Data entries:
———
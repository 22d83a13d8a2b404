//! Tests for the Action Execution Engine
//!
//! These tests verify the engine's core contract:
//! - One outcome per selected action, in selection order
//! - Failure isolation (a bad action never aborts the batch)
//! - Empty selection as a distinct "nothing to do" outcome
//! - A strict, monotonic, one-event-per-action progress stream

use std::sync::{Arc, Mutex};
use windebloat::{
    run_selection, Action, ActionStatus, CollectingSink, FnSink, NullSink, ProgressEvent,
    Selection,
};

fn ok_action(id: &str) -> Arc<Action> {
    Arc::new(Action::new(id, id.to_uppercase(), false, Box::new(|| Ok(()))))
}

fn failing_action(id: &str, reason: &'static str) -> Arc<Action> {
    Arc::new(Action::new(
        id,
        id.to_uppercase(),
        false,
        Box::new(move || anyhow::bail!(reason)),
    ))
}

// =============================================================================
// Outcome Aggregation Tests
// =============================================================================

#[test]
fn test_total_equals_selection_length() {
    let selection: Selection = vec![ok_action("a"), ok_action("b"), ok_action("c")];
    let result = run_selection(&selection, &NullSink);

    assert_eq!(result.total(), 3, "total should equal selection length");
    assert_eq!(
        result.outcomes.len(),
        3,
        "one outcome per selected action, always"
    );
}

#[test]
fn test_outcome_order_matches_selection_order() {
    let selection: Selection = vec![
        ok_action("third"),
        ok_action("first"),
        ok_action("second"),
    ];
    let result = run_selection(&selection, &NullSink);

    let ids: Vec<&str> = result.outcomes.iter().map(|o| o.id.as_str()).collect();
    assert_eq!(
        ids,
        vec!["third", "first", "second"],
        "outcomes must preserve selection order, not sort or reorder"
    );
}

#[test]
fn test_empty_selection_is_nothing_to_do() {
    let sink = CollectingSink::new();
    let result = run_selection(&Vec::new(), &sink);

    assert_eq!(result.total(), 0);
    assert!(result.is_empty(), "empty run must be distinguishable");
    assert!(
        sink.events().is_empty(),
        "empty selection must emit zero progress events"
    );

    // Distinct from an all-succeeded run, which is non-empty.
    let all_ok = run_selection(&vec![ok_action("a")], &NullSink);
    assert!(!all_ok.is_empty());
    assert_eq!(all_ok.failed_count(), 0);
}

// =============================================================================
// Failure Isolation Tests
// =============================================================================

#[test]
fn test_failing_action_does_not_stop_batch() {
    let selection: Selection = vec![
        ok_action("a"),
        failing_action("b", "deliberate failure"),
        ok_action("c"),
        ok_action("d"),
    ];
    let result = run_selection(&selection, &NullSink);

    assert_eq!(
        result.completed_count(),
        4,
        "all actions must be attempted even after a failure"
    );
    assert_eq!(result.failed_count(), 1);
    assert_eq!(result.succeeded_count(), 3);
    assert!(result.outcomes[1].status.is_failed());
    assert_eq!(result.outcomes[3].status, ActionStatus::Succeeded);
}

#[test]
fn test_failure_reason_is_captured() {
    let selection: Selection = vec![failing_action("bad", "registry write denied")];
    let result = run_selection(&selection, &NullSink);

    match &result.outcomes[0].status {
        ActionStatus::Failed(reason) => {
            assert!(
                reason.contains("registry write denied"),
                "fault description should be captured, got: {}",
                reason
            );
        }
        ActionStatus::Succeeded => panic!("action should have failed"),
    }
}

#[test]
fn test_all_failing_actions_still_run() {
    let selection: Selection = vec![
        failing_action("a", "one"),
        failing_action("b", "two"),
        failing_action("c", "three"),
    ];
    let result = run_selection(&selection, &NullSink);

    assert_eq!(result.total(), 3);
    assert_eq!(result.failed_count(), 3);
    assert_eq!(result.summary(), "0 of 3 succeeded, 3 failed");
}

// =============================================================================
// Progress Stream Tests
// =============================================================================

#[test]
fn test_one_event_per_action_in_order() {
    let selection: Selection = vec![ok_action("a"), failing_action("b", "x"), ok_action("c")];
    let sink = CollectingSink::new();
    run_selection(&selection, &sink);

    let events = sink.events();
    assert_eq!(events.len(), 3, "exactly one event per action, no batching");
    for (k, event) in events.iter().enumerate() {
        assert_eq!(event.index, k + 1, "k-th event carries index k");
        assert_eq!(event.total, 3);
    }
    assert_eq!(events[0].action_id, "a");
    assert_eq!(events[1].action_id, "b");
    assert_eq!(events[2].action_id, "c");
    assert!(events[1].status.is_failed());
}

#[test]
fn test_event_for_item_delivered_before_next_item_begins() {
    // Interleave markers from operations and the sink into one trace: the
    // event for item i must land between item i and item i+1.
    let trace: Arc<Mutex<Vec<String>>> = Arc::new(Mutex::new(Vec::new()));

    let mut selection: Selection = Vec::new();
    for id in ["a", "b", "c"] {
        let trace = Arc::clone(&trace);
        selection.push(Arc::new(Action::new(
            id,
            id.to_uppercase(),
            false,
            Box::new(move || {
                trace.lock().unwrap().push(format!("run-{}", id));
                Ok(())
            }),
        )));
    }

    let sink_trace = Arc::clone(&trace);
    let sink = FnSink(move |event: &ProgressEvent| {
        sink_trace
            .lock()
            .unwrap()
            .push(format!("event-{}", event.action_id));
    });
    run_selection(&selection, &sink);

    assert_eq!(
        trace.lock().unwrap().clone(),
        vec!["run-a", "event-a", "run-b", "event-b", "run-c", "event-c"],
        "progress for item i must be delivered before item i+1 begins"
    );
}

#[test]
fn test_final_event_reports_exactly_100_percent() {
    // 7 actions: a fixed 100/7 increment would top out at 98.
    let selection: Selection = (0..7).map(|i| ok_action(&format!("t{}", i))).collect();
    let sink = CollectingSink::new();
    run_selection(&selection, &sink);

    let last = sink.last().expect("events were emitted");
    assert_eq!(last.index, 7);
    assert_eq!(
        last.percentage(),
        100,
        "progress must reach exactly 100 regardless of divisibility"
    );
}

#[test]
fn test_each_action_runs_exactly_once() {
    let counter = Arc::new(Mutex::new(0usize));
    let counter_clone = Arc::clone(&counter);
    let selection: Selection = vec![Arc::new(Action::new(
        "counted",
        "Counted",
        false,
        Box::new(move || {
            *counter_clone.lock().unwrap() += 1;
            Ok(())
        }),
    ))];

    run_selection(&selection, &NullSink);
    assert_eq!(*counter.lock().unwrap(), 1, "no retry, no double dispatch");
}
———
### What the task asks
Copy out the records above exactly and completely.

### Result of the exercise
repository 22d83a13d8a2b404
//! Tests for the Action Execution Engine
//!
//! These tests verify the engine's core contract:
//! - One outcome per selected action, in selection order
//! - Failure isolation (a bad action never aborts the batch)
//! - Empty selection as a distinct "nothing to do" outcome
//! - A strict, monotonic, one-event-per-action progress stream

use std::sync::{Arc, Mutex};
use windebloat::{
    run_selection, Action, ActionStatus, CollectingSink, FnSink, NullSink, ProgressEvent,
    Selection,
};

fn ok_action(id: &str) -> Arc<Action> {
    Arc::new(Action::new(id, id.to_uppercase(), false, Box::new(|| Ok(()))))
}

fn failing_action(id: &str, reason: &'static str) -> Arc<Action> {
    Arc::new(Action::new(
        id,
        id.to_uppercase(),
        false,
        Box::new(move || anyhow::bail!(reason)),
    ))
}

// =============================================================================
// Outcome Aggregation Tests
// =============================================================================

#[test]
fn test_total_equals_selection_length() {
    let selection: Selection = vec![ok_action("a"), ok_action("b"), ok_action("c")];
    let result = run_selection(&selection, &NullSink);

    assert_eq!(result.total(), 3, "total should equal selection length");
    assert_eq!(
        result.outcomes.len(),
        3,
        "one outcome per selected action, always"
    );
}

#[test]
fn test_outcome_order_matches_selection_order() {
    let selection: Selection = vec![
        ok_action("third"),
        ok_action("first"),
        ok_action("second"),
    ];
    let result = run_selection(&selection, &NullSink);

    let ids: Vec<&str> = result.outcomes.iter().map(|o| o.id.as_str()).collect();
    assert_eq!(
        ids,
        vec!["third", "first", "second"],
        "outcomes must preserve selection order, not sort or reorder"
    );
}

#[test]
fn test_empty_selection_is_nothing_to_do() {
    let sink = CollectingSink::new();
    let result = run_selection(&Vec::new(), &sink);

    assert_eq!(result.total(), 0);
    assert!(result.is_empty(), "empty run must be distinguishable");
    assert!(
        sink.events().is_empty(),
        "empty selection must emit zero progress events"
    );

    // Distinct from an all-succeeded run, which is non-empty.
    let all_ok = run_selection(&vec![ok_action("a")], &NullSink);
    assert!(!all_ok.is_empty());
    assert_eq!(all_ok.failed_count(), 0);
}

// =============================================================================
// Failure Isolation Tests
// =============================================================================

#[test]
fn test_failing_action_does_not_stop_batch() {
    let selection: Selection = vec![
        ok_action("a"),
        failing_action("b", "deliberate failure"),
        ok_action("c"),
        ok_action("d"),
    ];
    let result = run_selection(&selection, &NullSink);

    assert_eq!(
        result.completed_count(),
        4,
        "all actions must be attempted even after a failure"
    );
    assert_eq!(result.failed_count(), 1);
    assert_eq!(result.succeeded_count(), 3);
    assert!(result.outcomes[1].status.is_failed());
    assert_eq!(result.outcomes[3].status, ActionStatus::Succeeded);
}

#[test]
fn test_failure_reason_is_captured() {
    let selection: Selection = vec![failing_action("bad", "registry write denied")];
    let result = run_selection(&selection, &NullSink);

    match &result.outcomes[0].status {
        ActionStatus::Failed(reason) => {
            assert!(
                reason.contains("registry write denied"),
                "fault description should be captured, got: {}",
                reason
            );
        }
        ActionStatus::Succeeded => panic!("action should have failed"),
    }
}

#[test]
fn test_all_failing_actions_still_run() {
    let selection: Selection = vec![
        failing_action("a", "one"),
        failing_action("b", "two"),
        failing_action("c", "three"),
    ];
    let result = run_selection(&selection, &NullSink);

    assert_eq!(result.total(), 3);
    assert_eq!(result.failed_count(), 3);
    assert_eq!(result.summary(), "0 of 3 succeeded, 3 failed");
}

// =============================================================================
// Progress Stream Tests
// =============================================================================

#[test]
fn test_one_event_per_action_in_order() {
    let selection: Selection = vec![ok_action("a"), failing_action("b", "x"), ok_action("c")];
    let sink = CollectingSink::new();
    run_selection(&selection, &sink);

    let events = sink.events();
    assert_eq!(events.len(), 3, "exactly one event per action, no batching");
    for (k, event) in events.iter().enumerate() {
        assert_eq!(event.index, k + 1, "k-th event carries index k");
        assert_eq!(event.total, 3);
    }
    assert_eq!(events[0].action_id, "a");
    assert_eq!(events[1].action_id, "b");
    assert_eq!(events[2].action_id, "c");
    assert!(events[1].status.is_failed());
}

#[test]
fn test_event_for_item_delivered_before_next_item_begins() {
    // Interleave markers from operations and the sink into one trace: the
    // event for item i must land between item i and item i+1.
    let trace: Arc<Mutex<Vec<String>>> = Arc::new(Mutex::new(Vec::new()));

    let mut selection: Selection = Vec::new();
    for id in ["a", "b", "c"] {
        let trace = Arc::clone(&trace);
        selection.push(Arc::new(Action::new(
            id,
            id.to_uppercase(),
            false,
            Box::new(move || {
                trace.lock().unwrap().push(format!("run-{}", id));
                Ok(())
            }),
        )));
    }

    let sink_trace = Arc::clone(&trace);
    let sink = FnSink(move |event: &ProgressEvent| {
        sink_trace
            .lock()
            .unwrap()
            .push(format!("event-{}", event.action_id));
    });
    run_selection(&selection, &sink);

    assert_eq!(
        trace.lock().unwrap().clone(),
        vec!["run-a", "event-a", "run-b", "event-b", "run-c", "event-c"],
        "progress for item i must be delivered before item i+1 begins"
    );
}

#[test]
fn test_final_event_reports_exactly_100_percent() {
    // 7 actions: a fixed 100/7 increment would top out at 98.
    let selection: Selection = (0..7).map(|i| ok_action(&format!("t{}", i))).collect();
    let sink = CollectingSink::new();
    run_selection(&selection, &sink);

    let last = sink.last().expect("events were emitted");
    assert_eq!(last.index, 7);
    assert_eq!(
        last.percentage(),
        100,
        "progress must reach exactly 100 regardless of divisibility"
    );
}

#[test]
fn test_each_action_runs_exactly_once() {
    let counter = Arc::new(Mutex::new(0usize));
    let counter_clone = Arc::clone(&counter);
    let selection: Selection = vec![Arc::new(Action::new(
        "counted",
        "Counted",
        false,
        Box::new(move || {
            *counter_clone.lock().unwrap() += 1;
            Ok(())
        }),
    ))];

    run_selection(&selection, &NullSink);
    assert_eq!(*counter.lock().unwrap(), 1, "no retry, no double dispatch");
}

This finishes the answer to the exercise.